Crawlability refers to a search engine’s ability to access and navigate your site. If your important pages aren’t crawlable, they won’t appear in search results.

🔍 How to Improve Crawlability

  • Ensure your robots.txt file is not blocking critical pages
  • Submit an XML sitemap via Google Search Console
  • Use internal linking to guide bots through your site
  • Fix broken links and avoid redirect loops

📘 Example

Let’s say you have a blog post that’s orphaned (i.e., not linked from any other page). Googlebot may skip it. By linking to it from your homepage or another popular post, you increase its chances of getting indexed.

4. SEO Audit: Your Technical Health Check

A thorough SEO audit evaluates all aspects of your site’s technical health. It’s recommended to run an audit at least once every quarter or after major changes to your site.

🛠️ Key Areas in a Technical SEO Audit

  • Site speed and Core Web Vitals
  • Mobile usability
  • Indexation status (via Google Search Console)
  • Duplicate content and canonical tags
  • HTTPS security
  • Broken links and 404 errors
  • Schema markup

📈 Tools for a Comprehensive Audit

  • Screaming Frog SEO Spider
  • SEMrush Site Audit
  • Ahrefs Site Audit
  • Google Search Console

💡 Example Audit Fix

You may discover that your site has 100+ 404 errors due to deleted product pages. Setting up 301 redirects to relevant content can improve crawlability and user experience.

5. Structured Data: Speaking Google’s Language

Structured data, or schema markup, enhances your listings in SERPs with rich snippets—like ratings, FAQs, and event details. This improves click-through rates and helps Google better understand your content.

📘 Example

Adding schema to a recipe blog post can show prep time, calories, and star ratings right in Google search results. This increases visibility and user engagement.

🛠️ Use These Tools

  • Google’s Structured Data Markup Helper
  • Schema.org for vocabulary
  • Rich Results Test for validation

6. Canonical Tags & Duplicate Content

Search engines may get confused if the same content exists on multiple URLs. Canonical tags tell search engines which version of a page is the “master” and should be indexed.

🧠 Example

You may have product pages with identical descriptions under different categories. Without canonical tags, search engines might penalize you for duplicate content.

Best Practice

Place <link rel="canonical" href="https://www.example.com/original-page"> in the <head> of duplicate pages.

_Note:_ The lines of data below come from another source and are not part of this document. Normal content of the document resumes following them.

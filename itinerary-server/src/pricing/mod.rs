//! Itinerary matching engine.
//!
//! This module derives priceable itineraries from a flight inventory by
//! joining flight records on airport, time window and seat availability:
//!
//! - direct and one-connection trips from an origin on a given date
//! - round trips on fixed departure and return dates
//! - every valid round trip between two airports, regardless of date
//!
//! The matchers are pure functions over already-fetched flight sets;
//! `ItineraryPricer` is the facade that queries the store and runs them.

mod assembler;
mod config;
mod connection;
mod pricer;
mod round_trip;

use crate::domain::DomainError;
use crate::store::StoreError;

pub use assembler::{connection_itineraries, connection_origins, direct_itineraries};
pub use config::{InvalidConfiguration, PricingConfig};
pub use connection::{
    candidate_bounds, connection_window, find_connections, is_connection, is_connection_origin,
};
pub use pricer::ItineraryPricer;
pub use round_trip::{RoundTripCandidates, is_leg_on, is_round_flight, pair_exact_dates};

/// Error from a pricing query.
///
/// An empty result is never an error; these are genuine failures only.
#[derive(Debug, Clone, PartialEq, Eq, thiserror::Error)]
pub enum PricingError {
    /// The flight store failed
    #[error(transparent)]
    Store(#[from] StoreError),

    /// An itinerary could not be built from matched legs
    #[error(transparent)]
    Domain(#[from] DomainError),
}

7. HTTPS: The Secure Protocol You Can’t Ignore

Google prefers secure websites. Sites that are still running on HTTP instead of HTTPS might see lower rankings and get flagged as “Not Secure” in browsers.

🔒 How to Secure Your Site

  • Get an SSL certificate (many hosting providers offer it for free)
  • Redirect HTTP URLs to HTTPS
  • Update all internal links to the secure version

🔧 Tool to Check

Use Why No Padlock to identify insecure elements on HTTPS pages.